ASPARTAME!!!!!! Use artifical sweetners with this in it (the pink packet one works really well). Not only will this kill the ants around the food, but they will take it back to their colony and kill the colony so you won't have any more ants. works extremely well and is safe (used it many years ago at my first house).


----------



## FamilyOfExotics (May 19, 2012)

> ASPARTAME!!!!!! Use artifical sweetners with this in it (the pink packet one works really well). Not only will this kill the ants around the food, but they will take it back to their colony and kill the colony so you won't have any more ants. works extremely well and is safe (used it many years ago at my first house).

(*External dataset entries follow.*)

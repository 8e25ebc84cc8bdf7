//! PDF lexer (tokenizer).
//!
//! Low-level tokenization of PDF byte sequences. Besides the object parser,
//! the trailer rewriter uses [`spanned_tokens`] to locate the exact bytes of
//! a dictionary value so it can be replaced without touching its neighbours.
//!
//! Whitespace (space, \t, \r, \n, \0, \f) and comments (% to EOL) are skipped.

use crate::error::{Error, Result};
use nom::{
    branch::alt,
    bytes::complete::{tag, take_till, take_while, take_while1},
    character::complete::{char, digit1, one_of},
    combinator::{map, opt, value},
    sequence::{delimited, preceded},
    IResult,
};
use std::ops::Range;

/// Token types recognized by the PDF lexer.
#[derive(Debug, PartialEq, Clone)]
pub enum Token<'a> {
    /// Integer number (e.g., 42, -123)
    Integer(i64),

    /// Real (floating-point) number (e.g., 3.14, -2.5, .5)
    Real(f64),

    /// Literal string bytes, escapes not decoded
    LiteralString(&'a [u8]),

    /// Hexadecimal string bytes, whitespace preserved
    HexString(&'a [u8]),

    /// Name (e.g., "Type" from "/Type"), # escapes decoded
    Name(String),

    /// Boolean true keyword
    True,

    /// Boolean false keyword
    False,

    /// Null keyword
    Null,

    /// Array start delimiter [
    ArrayStart,

    /// Array end delimiter ]
    ArrayEnd,

    /// Dictionary start delimiter <<
    DictStart,

    /// Dictionary end delimiter >>
    DictEnd,

    /// Indirect object start keyword "obj"
    ObjStart,

    /// Indirect object end keyword "endobj"
    ObjEnd,

    /// Stream start keyword "stream"
    StreamStart,

    /// Stream end keyword "endstream"
    StreamEnd,

    /// Reference keyword "R" (used in "10 0 R")
    R,

    /// Any other bare word, such as `trailer` or `startxref`
    Keyword(&'a [u8]),
}

/// A token together with its byte range in the input it was lexed from.
#[derive(Debug, PartialEq, Clone)]
pub struct SpannedToken<'a> {
    /// The token itself
    pub token: Token<'a>,
    /// Byte range of the token, excluding surrounding whitespace
    pub span: Range<usize>,
}

fn is_pdf_whitespace(c: u8) -> bool {
    matches!(c, b' ' | b'\t' | b'\r' | b'\n' | 0x00 | 0x0C)
}

fn is_delimiter(c: u8) -> bool {
    matches!(c, b'/' | b'%' | b'(' | b')' | b'<' | b'>' | b'[' | b']' | b'{' | b'}')
}

/// Parse whitespace characters (PDF Ref 1.7, Table 3.1).
///
/// Requires at least one whitespace character.
fn whitespace(input: &[u8]) -> IResult<&[u8], ()> {
    let (remaining, ws) = take_while(is_pdf_whitespace)(input)?;

    if ws.is_empty() {
        return Err(nom::Err::Error(nom::error::Error::new(input, nom::error::ErrorKind::Space)));
    }

    Ok((remaining, ()))
}

/// Parse a comment (% to end of line).
fn comment(input: &[u8]) -> IResult<&[u8], ()> {
    value((), preceded(char('%'), take_till(|c| c == b'\r' || c == b'\n')))(input)
}

/// Skip all whitespace and comments.
fn skip_ws(input: &[u8]) -> IResult<&[u8], &[u8]> {
    let mut remaining = input;

    loop {
        if let Ok((rest, _)) = whitespace(remaining) {
            remaining = rest;
            continue;
        }

        if let Ok((rest, _)) = comment(remaining) {
            remaining = rest;
            continue;
        }

        break;
    }

    Ok((remaining, input))
}

fn digit_error(input: &[u8]) -> nom::Err<nom::error::Error<&[u8]>> {
    nom::Err::Error(nom::error::Error::new(input, nom::error::ErrorKind::Digit))
}

/// Parse an integer or real number.
///
/// PDF allows leading +/- signs and numbers starting with a decimal point.
fn parse_number(input: &[u8]) -> IResult<&[u8], Token<'_>> {
    let (input, sign) = opt(one_of("+-"))(input)?;
    let (input, int_part) = opt(digit1)(input)?;
    let (input, frac_part) = opt(preceded(char('.'), opt(digit1)))(input)?;

    if int_part.is_none() && frac_part.is_none() {
        return Err(digit_error(input));
    }

    if frac_part.is_some() {
        let mut num_str = String::new();
        if sign == Some('-') {
            num_str.push('-');
        }
        match int_part {
            Some(int) => num_str.push_str(std::str::from_utf8(int).map_err(|_| digit_error(input))?),
            None => num_str.push('0'),
        }
        num_str.push('.');
        match frac_part {
            Some(Some(frac)) => {
                num_str.push_str(std::str::from_utf8(frac).map_err(|_| digit_error(input))?)
            },
            _ => num_str.push('0'),
        }

        let num: f64 = num_str.parse().map_err(|_| digit_error(input))?;
        Ok((input, Token::Real(num)))
    } else {
        let int_bytes = int_part.ok_or_else(|| digit_error(input))?;
        let int_str = std::str::from_utf8(int_bytes).map_err(|_| digit_error(input))?;
        let mut num: i64 = int_str.parse().map_err(|_| digit_error(input))?;
        if sign == Some('-') {
            num = -num;
        }
        Ok((input, Token::Integer(num)))
    }
}

/// Parse a literal string enclosed in parentheses.
///
/// Balanced nested parentheses and escape sequences are skipped over; the raw
/// content is returned and decoded by the parser.
fn parse_literal_string(input: &[u8]) -> IResult<&[u8], Token<'_>> {
    let (remaining, _) = char('(')(input)?;
    let mut depth = 1;
    let mut pos = 0;

    while depth > 0 && pos < remaining.len() {
        match remaining[pos] {
            b'\\' => {
                pos += 1;
                if pos < remaining.len() {
                    if remaining[pos].is_ascii_digit() {
                        // Octal escape: 1-3 digits
                        pos += 1;
                        if pos < remaining.len() && remaining[pos].is_ascii_digit() {
                            pos += 1;
                        }
                        if pos < remaining.len() && remaining[pos].is_ascii_digit() {
                            pos += 1;
                        }
                    } else {
                        pos += 1;
                    }
                }
            },
            b'(' => {
                depth += 1;
                pos += 1;
            },
            b')' => {
                depth -= 1;
                pos += 1;
            },
            _ => {
                pos += 1;
            },
        }
    }

    if depth != 0 {
        return Err(nom::Err::Error(nom::error::Error::new(input, nom::error::ErrorKind::Tag)));
    }

    let content = &remaining[..pos - 1];
    Ok((&remaining[pos..], Token::LiteralString(content)))
}

/// Parse a hexadecimal string enclosed in angle brackets.
fn parse_hex_string(input: &[u8]) -> IResult<&[u8], Token<'_>> {
    // Must not be a dictionary start (<<)
    if input.starts_with(b"<<") {
        return Err(nom::Err::Error(nom::error::Error::new(input, nom::error::ErrorKind::Tag)));
    }

    delimited(
        char('<'),
        map(
            take_while(|c: u8| c.is_ascii_hexdigit() || c.is_ascii_whitespace()),
            Token::HexString,
        ),
        char('>'),
    )(input)
}

/// Decode #XX escape sequences in PDF names (ISO 32000-1:2008, 7.3.5).
///
/// ```
/// # use pdf_sigstamp::lexer::decode_name_escapes;
/// assert_eq!(decode_name_escapes("A#20B#23C"), "A B#C");
/// assert_eq!(decode_name_escapes("Type"), "Type");
/// assert_eq!(decode_name_escapes("A#"), "A#");
/// ```
pub fn decode_name_escapes(name: &str) -> String {
    let mut result = String::with_capacity(name.len());
    let mut chars = name.chars();

    while let Some(ch) = chars.next() {
        if ch != '#' {
            result.push(ch);
            continue;
        }

        match (chars.next(), chars.next()) {
            (Some(h1), Some(h2)) => {
                let hex_str = format!("{}{}", h1, h2);
                match u8::from_str_radix(&hex_str, 16) {
                    Ok(byte) => result.push(byte as char),
                    Err(_) => {
                        result.push('#');
                        result.push(h1);
                        result.push(h2);
                    },
                }
            },
            (Some(h1), None) => {
                result.push('#');
                result.push(h1);
            },
            _ => result.push('#'),
        }
    }

    result
}

/// Parse a name starting with /.
fn parse_name(input: &[u8]) -> IResult<&[u8], Token<'_>> {
    preceded(
        char('/'),
        map(
            take_while(|c: u8| !is_pdf_whitespace(c) && !is_delimiter(c)),
            |bytes| {
                let name_str = std::str::from_utf8(bytes).unwrap_or("");
                Token::Name(decode_name_escapes(name_str))
            },
        ),
    )(input)
}

/// Parse a bare word that is followed by whitespace, a delimiter or the end of input.
fn exact_word<'a>(
    word: &'static [u8],
    tok: Token<'static>,
) -> impl Fn(&'a [u8]) -> IResult<&'a [u8], Token<'a>> {
    move |input: &'a [u8]| {
        let (rest, _) = tag(word)(input)?;
        match rest.first() {
            Some(&c) if !is_pdf_whitespace(c) && !is_delimiter(c) => {
                Err(nom::Err::Error(nom::error::Error::new(input, nom::error::ErrorKind::Tag)))
            },
            _ => Ok((rest, tok.clone())),
        }
    }
}

/// Parse PDF keywords and delimiters.
///
/// Multi-character keywords are checked before single characters, `<<`
/// before `<` and `>>` before `>`.
fn parse_keyword(input: &[u8]) -> IResult<&[u8], Token<'_>> {
    alt((
        exact_word(b"false", Token::False),
        exact_word(b"true", Token::True),
        exact_word(b"null", Token::Null),
        exact_word(b"obj", Token::ObjStart),
        exact_word(b"endobj", Token::ObjEnd),
        exact_word(b"endstream", Token::StreamEnd),
        exact_word(b"stream", Token::StreamStart),
        value(Token::DictStart, tag(b"<<")),
        value(Token::DictEnd, tag(b">>")),
        value(Token::ArrayStart, tag(b"[")),
        value(Token::ArrayEnd, tag(b"]")),
        exact_word(b"R", Token::R),
    ))(input)
}

/// Parse any remaining run of regular characters as a bare keyword.
fn parse_bare_keyword(input: &[u8]) -> IResult<&[u8], Token<'_>> {
    map(take_while1(|c: u8| !is_pdf_whitespace(c) && !is_delimiter(c)), Token::Keyword)(input)
}

/// Parse a single PDF token after skipping whitespace and comments.
pub fn token(input: &[u8]) -> IResult<&[u8], Token<'_>> {
    let (input, _) = skip_ws(input)?;

    alt((
        parse_keyword,
        parse_name,
        parse_number,
        parse_literal_string,
        parse_hex_string,
        parse_bare_keyword,
    ))(input)
}

/// Tokenize `input` completely, recording the byte range of every token.
///
/// Fails with [`Error::ParseError`] at the first byte that does not start a token.
pub fn spanned_tokens(input: &[u8]) -> Result<Vec<SpannedToken<'_>>> {
    let mut tokens = Vec::new();
    let mut remaining = input;

    loop {
        let (after_ws, _) = skip_ws(remaining).map_err(|_| Error::ParseError {
            offset: input.len() - remaining.len(),
            reason: "unterminated whitespace".to_string(),
        })?;
        if after_ws.is_empty() {
            break;
        }

        let start = input.len() - after_ws.len();
        let (rest, tok) = token(after_ws).map_err(|_| Error::ParseError {
            offset: start,
            reason: "unrecognised token".to_string(),
        })?;
        let end = input.len() - rest.len();

        tokens.push(SpannedToken {
            token: tok,
            span: start..end,
        });
        remaining = rest;
    }

    Ok(tokens)
}

#[cfg(test)]
mod tests {
    use super::*;

    #[test]
    fn test_integer_tokens() {
        assert_eq!(token(b"42").unwrap().1, Token::Integer(42));
        assert_eq!(token(b"-17 ").unwrap().1, Token::Integer(-17));
        assert_eq!(token(b"+5").unwrap().1, Token::Integer(5));
    }

    #[test]
    fn test_real_tokens() {
        assert_eq!(token(b"3.5").unwrap().1, Token::Real(3.5));
        assert_eq!(token(b".5").unwrap().1, Token::Real(0.5));
        assert_eq!(token(b"-2.").unwrap().1, Token::Real(-2.0));
    }

    #[test]
    fn test_name_token() {
        assert_eq!(token(b"/Root").unwrap().1, Token::Name("Root".to_string()));
        assert_eq!(token(b"/A#20B").unwrap().1, Token::Name("A B".to_string()));
    }

    #[test]
    fn test_literal_string_with_nesting() {
        let (rest, tok) = token(b"(a (b) \\) c) tail").unwrap();
        assert_eq!(tok, Token::LiteralString(b"a (b) \\) c"));
        assert_eq!(rest, b" tail");
    }

    #[test]
    fn test_hex_string_is_not_dict_start() {
        assert_eq!(token(b"<48656C>").unwrap().1, Token::HexString(b"48656C"));
        assert_eq!(token(b"<< /A 1 >>").unwrap().1, Token::DictStart);
    }

    #[test]
    fn test_keywords_need_word_boundary() {
        assert_eq!(token(b"R ").unwrap().1, Token::R);
        assert_eq!(token(b"obj\n").unwrap().1, Token::ObjStart);
        assert_eq!(token(b"trailer\n").unwrap().1, Token::Keyword(b"trailer"));
        assert_eq!(token(b"startxref\n").unwrap().1, Token::Keyword(b"startxref"));
        assert_eq!(token(b"nullable").unwrap().1, Token::Keyword(b"nullable"));
    }

    #[test]
    fn test_comments_are_skipped() {
        let (_, tok) = token(b"% a comment\n  /Size").unwrap();
        assert_eq!(tok, Token::Name("Size".to_string()));
    }

    #[test]
    fn test_spanned_tokens_report_exact_ranges() {
        let input = b"trailer\n<< /Size 42 /Root 10 0 R >>\nstartxref\n";
        let tokens = spanned_tokens(input).unwrap();

        let root_value: Vec<&[u8]> = tokens
            .iter()
            .skip_while(|t| t.token != Token::Name("Root".to_string()))
            .skip(1)
            .take(3)
            .map(|t| &input[t.span.clone()])
            .collect();
        assert_eq!(root_value, vec![&b"10"[..], &b"0"[..], &b"R"[..]]);

        let last = tokens.last().unwrap();
        assert_eq!(last.token, Token::Keyword(b"startxref"));
        assert_eq!(&input[last.span.clone()], b"startxref");
    }

    #[test]
    fn test_spanned_tokens_rejects_garbage() {
        let result = spanned_tokens(b"<< /A ) >>");
        assert!(matches!(result, Err(Error::ParseError { offset: 6, .. })));
    }
}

Actually there was a study done not so long ago that found the ants thriving from aspartame.. The link mentioned earlier by Tara151 also talks about it. I recommend visiting that link to get rid of ants!


----------



## elithranielle (Apr 14, 2012)

Okay, I've tried the water method and it didn't work at all. Woke up this morning to find my fresh batch of mealies murdered by these little red demons. They've also managed to get to cookie's food bowl which is floating in water. Worst of all, they've annihilated all my aliens which are placed in a bowl on top of a bowl with water inside a plastic container also with water and covered with a cloth screen and perforated lid. Are these ants ninjas or something???

I've placed vaseline around the containers this morning and I'm going to find those ingredients listed in the link. Hopefully it will kill the little f*ckers off. :evil: :x


----------



## elithranielle (Apr 14, 2012)

Is cinnamon Hedgie and mealie safe?


----------



## Guest (May 25, 2012)

dont put it where your hedgehogs can reach it but you can mix borax and sugar and it does the same idae as the asptrame thing


----------



## shawnwk1 (Jul 8, 2011)

i'm gonna stick with my personal experience that i know for a FACT has worked with a severe ant infestation since i've seen it work with my own eyes....the aspertame works despite what the study says and is safe unlike borax (even not putting it where the hedgies can reach it theres always a chance it could get blown into their food or whatever i wouldn't risk it).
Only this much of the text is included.